===== Supplied material =====

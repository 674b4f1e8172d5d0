//! Othello move-selection engine
//!
//! Picks a move for one side of a standard 8x8 Othello game:
//! - Static evaluation from a positional weight table
//! - Fixed-depth minimax with alpha-beta pruning
//! - Fast paths for corners and for moves that leave the opponent stuck
//! - Per-agent weight tables that adapt once a corner is taken
//!
//! # Architecture
//!
//! The engine is organized into several modules:
//! - [`board`]: Board representation with bitboards
//! - [`rules`]: Move generation, captures and game end
//! - [`eval`]: Weight table and position evaluation
//! - [`search`]: Alpha-beta search
//! - [`engine`]: Move selection integrating all components
//! - [`agent`]: Per-side handle for a host game runtime
//! - [`game`]: Self-play between two agents
//!
//! # Quick Start
//!
//! ```
//! use othello::{Agent, Board, EngineConfig, Position, Side};
//!
//! let config = EngineConfig::new().with_depth(3);
//! let mut agent = Agent::with_config(Side::Black, &config).unwrap();
//!
//! let board = Board::new();
//! let mv = agent.select_move(&board).unwrap();
//! let board = board.apply_move(Side::Black, mv).unwrap();
//! println!("Black plays {mv}\n{board}");
//! ```
//!
//! # Move Priority
//!
//! Candidates are visited in board order. For each one:
//! 1. A corner is taken immediately
//! 2. A move after which the opponent must pass is taken immediately
//! 3. Otherwise it is searched and kept if it beats the best so far

pub mod agent;
pub mod board;
pub mod config;
pub mod engine;
pub mod error;
pub mod eval;
pub mod game;
pub mod rules;
pub mod search;

#[cfg(test)]
mod test_support;

// Re-export commonly used types for convenience
pub use agent::Agent;
pub use board::{Board, Cell, Move, Side, BOARD_SIZE};
pub use config::EngineConfig;
pub use engine::{AIEngine, MoveResult, SearchType};
pub use error::{ConfigError, EngineError, EngineResult, GameError};
pub use eval::{evaluate, WeightTable};
pub use game::{play_game, GameRecord, Turn};
pub use rules::Position;
pub use search::Searcher;
//! Engine configuration
//!
//! Plain data with serde support so it can be loaded from a JSON file.
//! Missing fields fall back to the defaults.
//!
//! ```
//! use othello::EngineConfig;
//!
//! let config = EngineConfig::from_json_str(r#"{ "search_depth": 4 }"#).unwrap();
//! assert_eq!(config.search_depth, 4);
//! assert_eq!(config.weights, othello::eval::DEFAULT_WEIGHTS);
//! ```

use std::path::Path;

use serde::{Deserialize, Serialize};

use crate::board::{BOARD_SIZE, TOTAL_CELLS};
use crate::error::ConfigError;
use crate::eval::{SecuredWeight, WeightTable, DEFAULT_WEIGHTS};

/// Default lookahead below each root candidate
pub const DEFAULT_SEARCH_DEPTH: u8 = 6;

/// Deepest search accepted by [`EngineConfig::validate`]
pub const MAX_SEARCH_DEPTH: u8 = 12;

/// Largest weight magnitude accepted by [`EngineConfig::validate`].
///
/// A board holds at most 64 discs, so any evaluation stays within
/// `±64 * MAX_ABS_WEIGHT` and fits an `i32`.
pub const MAX_ABS_WEIGHT: i32 = i32::MAX / TOTAL_CELLS as i32;

/// Tunable parameters of the move selector
#[derive(Debug, Clone, PartialEq, Eq, Serialize, Deserialize)]
#[serde(default)]
pub struct EngineConfig {
    /// Plies searched below each root candidate
    pub search_depth: u8,
    /// Initial weight table, row by row from the top
    pub weights: [[i32; BOARD_SIZE]; BOARD_SIZE],
    /// Weight of the two edge squares next to a secured corner
    pub secured_edge_weight: i32,
    /// Weight of the diagonal square next to a secured corner
    pub secured_diagonal_weight: i32,
}

impl EngineConfig {
    #[must_use]
    pub fn new() -> Self {
        Self {
            search_depth: DEFAULT_SEARCH_DEPTH,
            weights: DEFAULT_WEIGHTS,
            secured_edge_weight: SecuredWeight::EDGE,
            secured_diagonal_weight: SecuredWeight::DIAGONAL,
        }
    }

    /// Set the search depth.
    #[must_use]
    pub fn with_depth(mut self, depth: u8) -> Self {
        self.search_depth = depth;
        self
    }

    /// Set the initial weight table.
    #[must_use]
    pub fn with_weights(mut self, weights: [[i32; BOARD_SIZE]; BOARD_SIZE]) -> Self {
        self.weights = weights;
        self
    }

    /// Reject settings the engine cannot run with: searches too deep to
    /// finish in reasonable time, and weights whose sums overflow `i32`.
    pub fn validate(&self) -> Result<(), ConfigError> {
        if self.search_depth > MAX_SEARCH_DEPTH {
            return Err(ConfigError::DepthTooLarge {
                depth: self.search_depth,
                max: MAX_SEARCH_DEPTH,
            });
        }

        // Secured weights replace table entries, so they share the bound.
        let largest = self
            .weight_table()
            .max_abs_weight()
            .max(self.secured_edge_weight.saturating_abs())
            .max(self.secured_diagonal_weight.saturating_abs());
        if largest > MAX_ABS_WEIGHT {
            return Err(ConfigError::WeightOutOfRange {
                weight: largest,
                max: MAX_ABS_WEIGHT,
            });
        }
        Ok(())
    }

    /// Fresh weight table built from this configuration
    #[must_use]
    pub fn weight_table(&self) -> WeightTable {
        WeightTable::from_rows(self.weights)
            .with_secured_weights(self.secured_edge_weight, self.secured_diagonal_weight)
    }

    /// Parse and validate a JSON document.
    pub fn from_json_str(json: &str) -> Result<Self, ConfigError> {
        let config: Self = serde_json::from_str(json)?;
        config.validate()?;
        Ok(config)
    }

    /// Read, parse and validate a JSON file.
    pub fn load(path: impl AsRef<Path>) -> Result<Self, ConfigError> {
        let path = path.as_ref();
        let text = std::fs::read_to_string(path).map_err(|source| ConfigError::Io {
            path: path.to_path_buf(),
            source,
        })?;
        Self::from_json_str(&text)
    }
}

impl Default for EngineConfig {
    fn default() -> Self {
        Self::new()
    }
}

#[cfg(test)]
mod tests {
    use super::*;
    use crate::board::{Board, Move, Side};
    use crate::eval::evaluate;
    use crate::rules::Position;

    #[test]
    fn test_defaults() {
        let config = EngineConfig::default();
        assert_eq!(config.search_depth, 6);
        assert_eq!(config.weights, DEFAULT_WEIGHTS);
        assert_eq!(config.secured_edge_weight, 12);
        assert_eq!(config.secured_diagonal_weight, 25);
        assert!(config.validate().is_ok());
        assert_eq!(config.weight_table(), WeightTable::default());
    }

    #[test]
    fn test_partial_json_uses_defaults() {
        let config = EngineConfig::from_json_str(r#"{ "secured_edge_weight": 3 }"#).unwrap();
        assert_eq!(config.search_depth, DEFAULT_SEARCH_DEPTH);
        assert_eq!(config.secured_edge_weight, 3);
        assert_eq!(config.secured_diagonal_weight, 25);
    }

    #[test]
    fn test_json_round_trip() {
        let config = EngineConfig::new().with_depth(3);
        let json = serde_json::to_string(&config).unwrap();
        assert_eq!(EngineConfig::from_json_str(&json).unwrap(), config);
    }

    #[test]
    fn test_depth_limit() {
        let err = EngineConfig::new().with_depth(13).validate().unwrap_err();
        assert!(matches!(
            err,
            ConfigError::DepthTooLarge { depth: 13, max: 12 }
        ));

        let err = EngineConfig::from_json_str(r#"{ "search_depth": 40 }"#).unwrap_err();
        assert!(matches!(err, ConfigError::DepthTooLarge { .. }));
    }

    #[test]
    fn test_oversized_weights_rejected() {
        let json = serde_json::to_string(&EngineConfig::new().with_weights([[1 << 30; 8]; 8])).unwrap();
        let err = EngineConfig::from_json_str(&json).unwrap_err();
        assert!(matches!(
            err,
            ConfigError::WeightOutOfRange {
                weight: 1_073_741_824,
                max: MAX_ABS_WEIGHT
            }
        ));

        let mut weights = DEFAULT_WEIGHTS;
        weights[6][6] = i32::MIN;
        assert!(matches!(
            EngineConfig::new().with_weights(weights).validate(),
            Err(ConfigError::WeightOutOfRange { weight: i32::MAX, .. })
        ));
    }

    #[test]
    fn test_oversized_secured_weight_rejected() {
        let err = EngineConfig::from_json_str(r#"{ "secured_diagonal_weight": -2000000000 }"#)
            .unwrap_err();
        assert!(matches!(err, ConfigError::WeightOutOfRange { .. }));

        let err = EngineConfig::from_json_str(r#"{ "secured_edge_weight": 40000000 }"#).unwrap_err();
        assert!(matches!(err, ConfigError::WeightOutOfRange { .. }));
    }

    #[test]
    fn test_largest_weights_evaluate_without_overflow() {
        let config = EngineConfig::new().with_weights([[MAX_ABS_WEIGHT; 8]; 8]);
        assert!(config.validate().is_ok());

        let table = config.weight_table();
        let full: Board = "B".repeat(64).parse().unwrap();
        assert_eq!(evaluate(&full, Side::Black, &table), 64 * MAX_ABS_WEIGHT);
        assert_eq!(evaluate(&full, Side::White, &table), -64 * MAX_ABS_WEIGHT);

        let opened = Board::new().apply_move(Side::Black, Move::new(2, 3)).unwrap();
        assert_eq!(evaluate(&opened, Side::Black, &table), 3 * MAX_ABS_WEIGHT);
    }

    #[test]
    fn test_invalid_json() {
        let err = EngineConfig::from_json_str("{ search_depth: ").unwrap_err();
        assert!(matches!(err, ConfigError::Json(_)));
    }

    #[test]
    fn test_load_missing_file() {
        let err = EngineConfig::load("/definitely/not/here.json").unwrap_err();
        assert!(matches!(err, ConfigError::Io { .. }));
    }

    #[test]
    fn test_custom_weights_flow_into_table() {
        let mut weights = DEFAULT_WEIGHTS;
        weights[3][3] = 7;
        let table = EngineConfig::new().with_weights(weights).weight_table();
        assert_eq!(table.get(3, 3), 7);
    }
}
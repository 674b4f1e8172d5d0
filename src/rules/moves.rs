//! Legal move generation and disc flipping
//!
//! Both work on raw bitboards with shift-and-mask propagation along the
//! eight directions. Bit index is `row * 8 + col`, so a left shift by one
//! moves a disc one column to the right; the file masks stop discs from
//! wrapping around to the opposite edge.

use crate::board::{Bitboard, Board, Move, Side};
use crate::error::GameError;

/// Every square except column 0
const NOT_COL_0: u64 = 0xfefe_fefe_fefe_fefe;
/// Every square except column 7
const NOT_COL_7: u64 = 0x7f7f_7f7f_7f7f_7f7f;

/// (shift, mask applied after the shift)
/// Positive shifts move toward higher indices.
const DIRECTIONS: [(i32, u64); 8] = [
    (1, NOT_COL_0),  // East
    (-1, NOT_COL_7), // West
    (8, u64::MAX),   // South
    (-8, u64::MAX),  // North
    (9, NOT_COL_0),  // South-east
    (7, NOT_COL_7),  // South-west
    (-7, NOT_COL_0), // North-east
    (-9, NOT_COL_7), // North-west
];

#[inline]
fn shift(bits: u64, (amount, mask): (i32, u64)) -> u64 {
    if amount > 0 {
        (bits << amount) & mask
    } else {
        (bits >> -amount) & mask
    }
}

/// Bitmask of every legal placement for the owner of `own`.
pub fn legal_mask(own: u64, opp: u64) -> u64 {
    let empty = !(own | opp);
    let mut moves = 0u64;

    for dir in DIRECTIONS {
        // Opponent runs adjacent to our discs, grown up to 6 long
        let mut run = shift(own, dir) & opp;
        for _ in 0..5 {
            run |= shift(run, dir) & opp;
        }
        moves |= shift(run, dir) & empty;
    }

    moves
}

/// Discs flipped by `side` playing at `mv`; zero if the move is illegal.
pub fn flips(board: &Board, side: Side, mv: Move) -> u64 {
    if !board.is_empty(mv) {
        return 0;
    }

    let own = board.discs(side).bits();
    let opp = board.discs(side.other()).bits();
    let mut flipped = 0u64;

    for dir in DIRECTIONS {
        let mut run = 0u64;
        let mut cursor = shift(mv.bit(), dir);
        while cursor & opp != 0 {
            run |= cursor;
            cursor = shift(cursor, dir);
        }
        if cursor & own != 0 {
            flipped |= run;
        }
    }

    flipped
}

/// Legal moves for `side`, in row-major order.
///
/// The order is stable for an unchanged board; search determinism relies on it.
pub fn legal_moves(board: &Board, side: Side) -> Vec<Move> {
    let mask = legal_mask(board.discs(side).bits(), board.discs(side.other()).bits());
    let mut moves = Vec::with_capacity(mask.count_ones() as usize);
    let mut remaining = mask;
    while remaining != 0 {
        moves.push(Move::from_index(remaining.trailing_zeros() as usize));
        remaining &= remaining - 1;
    }
    moves
}

/// Check whether `side` has any legal placement
#[inline]
pub fn has_legal_move(board: &Board, side: Side) -> bool {
    legal_mask(board.discs(side).bits(), board.discs(side.other()).bits()) != 0
}

/// Check if a single move is legal
#[inline]
pub fn is_legal_move(board: &Board, side: Side, mv: Move) -> bool {
    flips(board, side, mv) != 0
}

/// Play `mv` for `side` on a copy of `board`.
///
/// Returns the new board; the input is left untouched.
pub fn apply_move(board: &Board, side: Side, mv: Move) -> Result<Board, GameError> {
    let flipped = flips(board, side, mv);
    if flipped == 0 {
        return Err(GameError::IllegalMove {
            row: mv.row,
            col: mv.col,
            side,
        });
    }

    let own = board.discs(side).bits() | flipped | mv.bit();
    let opp = board.discs(side.other()).bits() & !flipped;

    let mut next = *board;
    *next.discs_mut(side) = Bitboard::from_bits(own);
    *next.discs_mut(side.other()) = Bitboard::from_bits(opp);
    Ok(next)
}
// Copyright © greedhall 2024-present
//
// Licensed under the Apache License, Version 2.0 (the "License");
// you may not use this file except in compliance with the License.
// You may obtain a copy of the License at
//
//   https://www.apache.org/licenses/LICENSE-2.0
//
// Unless required by applicable law or agreed to in writing, software
// distributed under the License is distributed on an "AS IS" BASIS,
// WITHOUT WARRANTIES OR CONDITIONS OF ANY KIND, either express or implied.
// See the License for the specific language governing permissions and
// limitations under the License.

pub mod database;
pub mod memory_database;
pub mod sled_database;
// Copyright © greedhall 2024-present
//
// Licensed under the Apache License, Version 2.0 (the "License");
// you may not use this file except in compliance with the License.
// You may obtain a copy of the License at
//
//   https://www.apache.org/licenses/LICENSE-2.0
//
// Unless required by applicable law or agreed to in writing, software
// distributed under the License is distributed on an "AS IS" BASIS,
// WITHOUT WARRANTIES OR CONDITIONS OF ANY KIND, either express or implied.
// See the License for the specific language governing permissions and
// limitations under the License.

use rand_xoshiro::Xoshiro256StarStar;
use serde::{Deserialize, Serialize};

use crate::core::numerics::Points;
use crate::game_states::turn_state::TurnState;
use crate::player_states::player_state::PlayerState;

/// This is the state of a single ongoing game within one room.
///
/// Everything a client needs to render the board lives here, plus the game's
/// random number generator. The rng is part of the state so that a game
/// constructed from a seed replays identically; it is stripped from client
/// snapshots so dice can never be predicted.
#[derive(Debug, Clone, Serialize, Deserialize)]
#[serde(rename_all = "camelCase")]
pub struct GameState {
    /// Players in fixed seating order. Order never changes once the game
    /// starts.
    pub players: Vec<PlayerState>,

    /// Index into `players` of the player whose turn it is.
    pub current_player_index: usize,

    /// Turn state for the current player.
    pub turn: TurnState,

    /// First player to reach this score triggers the final round.
    pub target_score: Points,

    /// Minimum points a single turn must earn before a player first appears
    /// on the scoreboard.
    pub entry_threshold: Points,

    /// The final rotation is underway.
    pub is_final_round: bool,

    /// Player index whose banked score triggered the final round.
    pub final_round_triggered_by: Option<usize>,

    pub is_game_over: bool,

    /// Defined iff `is_game_over`.
    pub winner_index: Option<usize>,

    /// Random number generator for this game's dice.
    pub rng: Xoshiro256StarStar,
}

impl GameState {
    pub fn current_player(&self) -> &PlayerState {
        &self.players[self.current_player_index]
    }

    pub fn current_player_mut(&mut self) -> &mut PlayerState {
        &mut self.players[self.current_player_index]
    }

    pub fn player_count(&self) -> usize {
        self.players.len()
    }

    /// Index of the player seated after `index`.
    pub fn next_player_index(&self, index: usize) -> usize {
        (index + 1) % self.players.len()
    }
}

=====

# Try it:
Each line from the one holding "Index of the" to the end of the entries is to be written out exactly. Skip every line before it.

# Answer below:
    /// Index of the player seated after `index`.
    pub fn next_player_index(&self, index: usize) -> usize {
        (index + 1) % self.players.len()
    }
}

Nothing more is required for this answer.